Material for this task —

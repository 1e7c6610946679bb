use crate::types::constants::server_events;
use crate::types::{EventFrame, Result};
use serde::de::DeserializeOwned;
use serde::{Deserialize, Serialize};
use serde_json::{Map, Value};

/// Payload of `new_notification`.
#[derive(Debug, Clone, PartialEq, Serialize, Deserialize)]
pub struct Notification {
    pub id: u64,
    #[serde(default)]
    pub title: Option<String>,
    #[serde(default)]
    pub message: Option<String>,
    #[serde(default, rename = "type")]
    pub notification_type: Option<String>,
    #[serde(default)]
    pub is_read: bool,
    #[serde(default)]
    pub created_at: Option<String>,
    /// Any other fields the server sends, kept verbatim
    #[serde(flatten)]
    pub extra: Map<String, Value>,
}

/// A chat message inside `conversation_message`.
#[derive(Debug, Clone, PartialEq, Serialize, Deserialize)]
pub struct ChatMessage {
    pub id: u64,
    #[serde(default)]
    pub sender_id: Option<u64>,
    #[serde(default)]
    pub message: Option<String>,
    #[serde(default)]
    pub created_at: Option<String>,
    #[serde(flatten)]
    pub extra: Map<String, Value>,
}

/// Payload of `conversation_message` / `new_conversation_message`.
#[derive(Debug, Clone, PartialEq, Serialize, Deserialize)]
pub struct ConversationMessage {
    pub conversation_id: u64,
    pub message: ChatMessage,
}

/// Payload of `conversation_status`.
#[derive(Debug, Clone, PartialEq, Serialize, Deserialize)]
pub struct ConversationStatus {
    pub conversation_id: u64,
    #[serde(default)]
    pub status: Option<String>,
    #[serde(default)]
    pub is_active: Option<bool>,
}

/// Payload of `conversation_unread_count`.
#[derive(Debug, Clone, Copy, PartialEq, Eq, Serialize, Deserialize)]
pub struct ConversationUnreadCount {
    pub conversation_id: u64,
    pub unread_count: u64,
}

#[derive(Deserialize)]
struct UnreadCountPayload {
    unread_count: u64,
}

#[derive(Deserialize)]
struct TotalUnreadPayload {
    #[serde(alias = "unread_count")]
    total_unread_count: u64,
}

#[derive(Deserialize)]
struct NotificationReadPayload {
    #[serde(alias = "id")]
    notification_id: u64,
}

#[derive(Deserialize)]
struct ConversationsPayload {
    conversations: Vec<Value>,
}

#[derive(Deserialize)]
#[serde(untagged)]
enum ErrorPayload {
    Text(String),
    Object {
        #[serde(alias = "error")]
        message: String,
    },
}

#[derive(Deserialize, Default)]
struct PongPayload {
    #[serde(default)]
    timestamp: Option<i64>,
}

/// Server -> client events, validated at the parse boundary.
///
/// Each variant carries only the narrowed payload its handler needs.
#[derive(Debug, Clone, PartialEq)]
pub enum ServerEvent {
    NewNotification(Notification),
    UnreadCountUpdate(u64),
    NotificationRead(u64),
    AllNotificationsRead,
    Pong { timestamp: Option<i64> },
    Error(String),
    ConversationMessage(ConversationMessage),
    ConversationStatus(ConversationStatus),
    TotalUnreadCount(u64),
    ConversationUnreadCount(ConversationUnreadCount),
    ConversationsData(Vec<Value>),
    TestConnectionResponse(Value),
}

impl ServerEvent {
    /// Narrows a frame into a typed event.
    ///
    /// Returns `Ok(None)` for tags this client does not know, and an error
    /// when a known tag carries a payload of the wrong shape.
    pub fn from_frame(frame: EventFrame) -> Result<Option<Self>> {
        let EventFrame {
            event,
            data,
            timestamp,
        } = frame;

        let parsed = match event.as_str() {
            server_events::NEW_NOTIFICATION => Self::NewNotification(payload(data)?),
            server_events::UNREAD_COUNT_UPDATE => {
                Self::UnreadCountUpdate(payload::<UnreadCountPayload>(data)?.unread_count)
            }
            server_events::NOTIFICATION_READ => {
                Self::NotificationRead(payload::<NotificationReadPayload>(data)?.notification_id)
            }
            server_events::ALL_NOTIFICATIONS_READ => Self::AllNotificationsRead,
            server_events::PONG => {
                let body: PongPayload = match data {
                    Some(Value::Object(_)) => payload(data)?,
                    _ => PongPayload::default(),
                };
                Self::Pong {
                    timestamp: timestamp.or(body.timestamp),
                }
            }
            server_events::ERROR => match payload::<ErrorPayload>(data)? {
                ErrorPayload::Text(message) | ErrorPayload::Object { message } => {
                    Self::Error(message)
                }
            },
            server_events::CONVERSATION_MESSAGE | server_events::NEW_CONVERSATION_MESSAGE => {
                Self::ConversationMessage(payload(data)?)
            }
            server_events::CONVERSATION_STATUS => Self::ConversationStatus(payload(data)?),
            server_events::TOTAL_UNREAD_COUNT => {
                Self::TotalUnreadCount(payload::<TotalUnreadPayload>(data)?.total_unread_count)
            }
            server_events::CONVERSATION_UNREAD_COUNT => {
                Self::ConversationUnreadCount(payload(data)?)
            }
            server_events::CONVERSATIONS_DATA => {
                Self::ConversationsData(payload::<ConversationsPayload>(data)?.conversations)
            }
            server_events::TEST_CONNECTION_RESPONSE => {
                Self::TestConnectionResponse(data.unwrap_or(Value::Null))
            }
            _ => return Ok(None),
        };
        Ok(Some(parsed))
    }

    /// Wire tag of the event
    pub fn as_str(&self) -> &'static str {
        match self {
            Self::NewNotification(_) => server_events::NEW_NOTIFICATION,
            Self::UnreadCountUpdate(_) => server_events::UNREAD_COUNT_UPDATE,
            Self::NotificationRead(_) => server_events::NOTIFICATION_READ,
            Self::AllNotificationsRead => server_events::ALL_NOTIFICATIONS_READ,
            Self::Pong { .. } => server_events::PONG,
            Self::Error(_) => server_events::ERROR,
            Self::ConversationMessage(_) => server_events::CONVERSATION_MESSAGE,
            Self::ConversationStatus(_) => server_events::CONVERSATION_STATUS,
            Self::TotalUnreadCount(_) => server_events::TOTAL_UNREAD_COUNT,
            Self::ConversationUnreadCount(_) => server_events::CONVERSATION_UNREAD_COUNT,
            Self::ConversationsData(_) => server_events::CONVERSATIONS_DATA,
            Self::TestConnectionResponse(_) => server_events::TEST_CONNECTION_RESPONSE,
        }
    }
}

impl std::fmt::Display for ServerEvent {
    fn fmt(&self, f: &mut std::fmt::Formatter<'_>) -> std::fmt::Result {
        write!(f, "{}", self.as_str())
    }
}

fn payload<T: DeserializeOwned>(data: Option<Value>) -> Result<T> {
    Ok(serde_json::from_value(data.unwrap_or(Value::Null))?)
}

Description of the task — Return, without any change, the lines from the one holding "fn fmt(&self, f: &mut" through the end of the listing, and only those.

Task solution —
    fn fmt(&self, f: &mut std::fmt::Formatter<'_>) -> std::fmt::Result {
        write!(f, "{}", self.as_str())
    }
}

fn payload<T: DeserializeOwned>(data: Option<Value>) -> Result<T> {
    Ok(serde_json::from_value(data.unwrap_or(Value::Null))?)
}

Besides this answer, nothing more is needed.